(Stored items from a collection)
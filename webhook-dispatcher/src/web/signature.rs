//! GitHub webhook signature verification.
//!
//! GitHub signs the raw request body with HMAC-SHA256 and sends the digest in
//! `X-Hub-Signature-256` as `sha256=<hex>`.
//! Reference: https://docs.github.com/en/webhooks/using-webhooks/validating-webhook-deliveries

use hmac::{Hmac, Mac};
use sha2::Sha256;
use subtle::ConstantTimeEq;
use thiserror::Error;
use tracing::warn;

type HmacSha256 = Hmac<Sha256>;

/// Header carrying the body signature.
pub const SIGNATURE_HEADER: &str = "X-Hub-Signature-256";

/// The only accepted digest prefix.
pub const SIGNATURE_PREFIX: &str = "sha256=";

/// Signature header problems that prevent verification.
#[derive(Debug, Error, PartialEq, Eq)]
pub enum SignatureError {
    #[error("X-Hub-Signature-256 header missing")]
    Missing,

    #[error("invalid signature format, must start with sha256=")]
    Format,
}

/// Compute the `sha256=<hex>` signature of `body`.
pub fn sign_payload(secret: &str, body: &[u8]) -> Option<String> {
    let mut mac = HmacSha256::new_from_slice(secret.as_bytes()).ok()?;
    mac.update(body);

    Some(format!(
        "{}{}",
        SIGNATURE_PREFIX,
        hex::encode(mac.finalize().into_bytes())
    ))
}

/// Verify a GitHub webhook signature.
///
/// # Arguments
///
/// * `secret` - The shared webhook secret
/// * `body` - The request body exactly as received
/// * `signature` - The `X-Hub-Signature-256` header value, if present
///
/// # Returns
///
/// `Ok(true)` when the signature matches, `Ok(false)` on a digest mismatch,
/// and an error when the header is missing or not a `sha256=` digest.
pub fn verify_github_signature(
    secret: &str,
    body: &[u8],
    signature: Option<&str>,
) -> Result<bool, SignatureError> {
    let signature = signature.ok_or(SignatureError::Missing)?;

    if !signature.starts_with(SIGNATURE_PREFIX) {
        return Err(SignatureError::Format);
    }

    let expected = match sign_payload(secret, body) {
        Some(expected) => expected,
        None => {
            warn!("github_signature_invalid_key");
            return Ok(false);
        }
    };
    let valid = constant_time_compare(expected.as_bytes(), signature.as_bytes());

    if !valid {
        warn!(
            expected_length = expected.len(),
            actual_length = signature.len(),
            "github_signature_mismatch"
        );
    }

    Ok(valid)
}

/// Constant-time comparison; buffers of different length never match.
fn constant_time_compare(a: &[u8], b: &[u8]) -> bool {
    if a.len() != b.len() {
        return false;
    }

    a.ct_eq(b).into()
}

/// Check if signature verification is enabled.
pub fn is_signature_verification_enabled(secret: &Option<String>) -> bool {
    secret
        .as_ref()
        .map(|k| !k.is_empty())
        .unwrap_or(false)
}

#[cfg(test)]
mod tests {
    use super::*;

    const SECRET: &str = "test-secret";
    const BODY: &[u8] = br#"{"repository":{"owner":{"login":"acme"},"name":"widgets"},"action":"opened"}"#;

    #[test]
    fn test_verify_signature_valid() {
        let signature = sign_payload(SECRET, BODY).unwrap();

        assert_eq!(verify_github_signature(SECRET, BODY, Some(&signature)), Ok(true));
    }

    #[test]
    fn test_verify_signature_wrong_secret() {
        let signature = sign_payload(SECRET, BODY).unwrap();

        assert_eq!(
            verify_github_signature("other-secret", BODY, Some(&signature)),
            Ok(false)
        );
    }

    #[test]
    fn test_verify_signature_any_byte_mutation() {
        let signature = sign_payload(SECRET, BODY).unwrap();

        for i in 0..BODY.len() {
            let mut mutated = BODY.to_vec();
            mutated[i] ^= 0x01;
            assert_eq!(
                verify_github_signature(SECRET, &mutated, Some(&signature)),
                Ok(false),
                "mutation at byte {i}"
            );
        }
    }

    #[test]
    fn test_verify_signature_reserialized_body_fails() {
        let signature = sign_payload(SECRET, b"{\"a\": 1}").unwrap();

        assert_eq!(verify_github_signature(SECRET, b"{\"a\":1}", Some(&signature)), Ok(false));
    }

    #[test]
    fn test_verify_signature_missing() {
        assert_eq!(verify_github_signature(SECRET, BODY, None), Err(SignatureError::Missing));
    }

    #[test]
    fn test_verify_signature_bad_prefix() {
        let digest = sign_payload(SECRET, BODY).unwrap();
        let sha1_style = digest.replacen("sha256=", "sha1=", 1);

        for header in ["invalid-format", "", "SHA256=abc", sha1_style.as_str()] {
            assert_eq!(
                verify_github_signature(SECRET, BODY, Some(header)),
                Err(SignatureError::Format),
                "{header}"
            );
        }
    }

    #[test]
    fn test_verify_signature_wrong_length() {
        assert_eq!(
            verify_github_signature(SECRET, BODY, Some("sha256=invalid-signature")),
            Ok(false)
        );
    }

    #[test]
    fn test_sign_payload_known_vector() {
        // Example delivery from the GitHub documentation.
        assert_eq!(
            sign_payload("It's a Secret to Everybody", b"Hello, World!").unwrap(),
            "sha256=757107ea0eb2509fc211221cce984b8a37570b6d7586c22c46f4379c8b043e17"
        );
    }

    #[test]
    fn test_constant_time_compare() {
        assert!(constant_time_compare(b"abc", b"abc"));
        assert!(!constant_time_compare(b"abc", b"abd"));
        assert!(!constant_time_compare(b"abc", b"abcd"));
    }

    #[test]
    fn test_is_signature_verification_enabled() {
        assert!(!is_signature_verification_enabled(&None));
        assert!(!is_signature_verification_enabled(&Some("".to_string())));
        assert!(is_signature_verification_enabled(&Some("   ".to_string())));
        assert!(is_signature_verification_enabled(&Some("key123".to_string())));
    }
}
//! In-memory route table types.
//!
//! Every route file format is parsed into a `serde_json::Value` first and then
//! normalized here, so the resolver only ever sees one shape.

use std::collections::BTreeMap;

use serde::Serialize;
use serde_json::{Map, Value};
use tracing::debug;

/// Key carrying the destination URL at owner or repository level.
pub const TARGET_KEY: &str = "target";

/// Key carrying the optional event allow-list.
pub const EVENTS_KEY: &str = "events";

/// Where to forward events, and optionally which event types.
#[derive(Debug, Clone, PartialEq, Eq)]
pub struct Route {
    /// Destination URL
    pub target: String,
    /// Allowed event types. `None` allows every event type.
    pub events: Option<Vec<String>>,
}

impl Route {
    /// Route forwarding every event type to `target`.
    pub fn new(target: impl Into<String>) -> Self {
        Self {
            target: target.into(),
            events: None,
        }
    }

    /// Route restricted to the listed event types.
    pub fn with_events<I, S>(target: impl Into<String>, events: I) -> Self
    where
        I: IntoIterator<Item = S>,
        S: Into<String>,
    {
        Self {
            target: target.into(),
            events: Some(events.into_iter().map(Into::into).collect()),
        }
    }

    /// Build a route from a `{target, events?}` mapping.
    ///
    /// Returns `None` when `target` is missing, not a string, or empty.
    fn from_map(map: &Map<String, Value>) -> Option<Self> {
        let target = map
            .get(TARGET_KEY)
            .and_then(Value::as_str)
            .filter(|t| !t.is_empty())?;

        Some(Self {
            target: target.to_string(),
            events: map.get(EVENTS_KEY).and_then(event_list),
        })
    }
}

/// Any list restricts a route. Only its string items can match an event.
fn event_list(value: &Value) -> Option<Vec<String>> {
    let items = value.as_array()?;
    Some(
        items
            .iter()
            .filter_map(Value::as_str)
            .map(str::to_string)
            .collect(),
    )
}

/// Routes configured for a single owner.
#[derive(Debug, Clone, Default, PartialEq, Eq)]
pub struct OwnerEntry {
    /// Owner-level default route
    pub route: Option<Route>,
    /// Repository-level routes, each fully overriding `route`
    pub repos: BTreeMap<String, Route>,
}

impl OwnerEntry {
    fn from_map(owner: &str, map: &Map<String, Value>) -> Self {
        let mut repos = BTreeMap::new();

        for (key, value) in map {
            if key == TARGET_KEY || key == EVENTS_KEY {
                continue;
            }

            match value.as_object().and_then(Route::from_map) {
                Some(route) => {
                    repos.insert(key.clone(), route);
                }
                None => {
                    debug!(owner = %owner, repo = %key, "route_entry_without_target_skipped");
                }
            }
        }

        Self {
            route: Route::from_map(map),
            repos,
        }
    }
}

/// Owner login to owner entry mapping.
#[derive(Debug, Clone, Default, PartialEq, Eq)]
pub struct RouteTable {
    owners: BTreeMap<String, OwnerEntry>,
}

impl RouteTable {
    /// Create an empty table.
    pub fn new() -> Self {
        Self::default()
    }

    /// Normalize a parsed route document.
    ///
    /// `Null` becomes an empty table; any other non-mapping value is rejected
    /// with `None`.
    pub fn from_value(value: &Value) -> Option<Self> {
        let map = match value {
            Value::Null => return Some(Self::new()),
            Value::Object(map) => map,
            _ => return None,
        };

        let mut owners = BTreeMap::new();
        for (owner, entry) in map {
            match entry.as_object() {
                Some(entry) => {
                    owners.insert(owner.clone(), OwnerEntry::from_map(owner, entry));
                }
                None => {
                    debug!(owner = %owner, "route_owner_not_a_mapping_skipped");
                }
            }
        }

        Some(Self { owners })
    }

    /// Set the owner-level route.
    pub fn insert_owner(&mut self, owner: impl Into<String>, route: Route) {
        self.owners.entry(owner.into()).or_default().route = Some(route);
    }

    /// Set a repository-level route.
    pub fn insert_repo(&mut self, owner: impl Into<String>, repo: impl Into<String>, route: Route) {
        self.owners
            .entry(owner.into())
            .or_default()
            .repos
            .insert(repo.into(), route);
    }

    pub fn owner(&self, owner: &str) -> Option<&OwnerEntry> {
        self.owners.get(owner)
    }

    pub fn is_empty(&self) -> bool {
        self.owners.is_empty()
    }

    /// Flatten into one listing per configured route.
    ///
    /// Owners are sorted; within an owner the owner route comes first,
    /// followed by its repositories in name order.
    pub fn listings(&self) -> Vec<RouteListing> {
        let mut listings = Vec::new();

        for (owner, entry) in &self.owners {
            if let Some(route) = &entry.route {
                listings.push(RouteListing {
                    owner: owner.clone(),
                    repo: None,
                    target: route.target.clone(),
                });
            }

            for (repo, route) in &entry.repos {
                listings.push(RouteListing {
                    owner: owner.clone(),
                    repo: Some(repo.clone()),
                    target: route.target.clone(),
                });
            }
        }

        listings
    }
}

/// One row of the `GET /routes` listing.
#[derive(Debug, Clone, PartialEq, Eq, Serialize)]
pub struct RouteListing {
    pub owner: String,
    #[serde(skip_serializing_if = "Option::is_none")]
    pub repo: Option<String>,
    pub target: String,
}

impl std::fmt::Display for RouteListing {
    fn fmt(&self, f: &mut std::fmt::Formatter<'_>) -> std::fmt::Result {
        match &self.repo {
            Some(repo) => write!(f, "{}/{} -> {}", self.owner, repo, self.target),
            None => write!(f, "{} -> {}", self.owner, self.target),
        }
    }
}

* _What to do_
Copy every line of the data above, beginning with the first and ending with the line that contains "shared webhook secret", and give nothing more.

* _Expected answer_
filename webhook-dispatcher/src/web/signature.rs
//! GitHub webhook signature verification.
//!
//! GitHub signs the raw request body with HMAC-SHA256 and sends the digest in
//! `X-Hub-Signature-256` as `sha256=<hex>`.
//! Reference: https://docs.github.com/en/webhooks/using-webhooks/validating-webhook-deliveries

use hmac::{Hmac, Mac};
use sha2::Sha256;
use subtle::ConstantTimeEq;
use thiserror::Error;
use tracing::warn;

type HmacSha256 = Hmac<Sha256>;

/// Header carrying the body signature.
pub const SIGNATURE_HEADER: &str = "X-Hub-Signature-256";

/// The only accepted digest prefix.
pub const SIGNATURE_PREFIX: &str = "sha256=";

/// Signature header problems that prevent verification.
#[derive(Debug, Error, PartialEq, Eq)]
pub enum SignatureError {
    #[error("X-Hub-Signature-256 header missing")]
    Missing,

    #[error("invalid signature format, must start with sha256=")]
    Format,
}

/// Compute the `sha256=<hex>` signature of `body`.
pub fn sign_payload(secret: &str, body: &[u8]) -> Option<String> {
    let mut mac = HmacSha256::new_from_slice(secret.as_bytes()).ok()?;
    mac.update(body);

    Some(format!(
        "{}{}",
        SIGNATURE_PREFIX,
        hex::encode(mac.finalize().into_bytes())
    ))
}

/// Verify a GitHub webhook signature.
///
/// # Arguments
///
/// * `secret` - The shared webhook secret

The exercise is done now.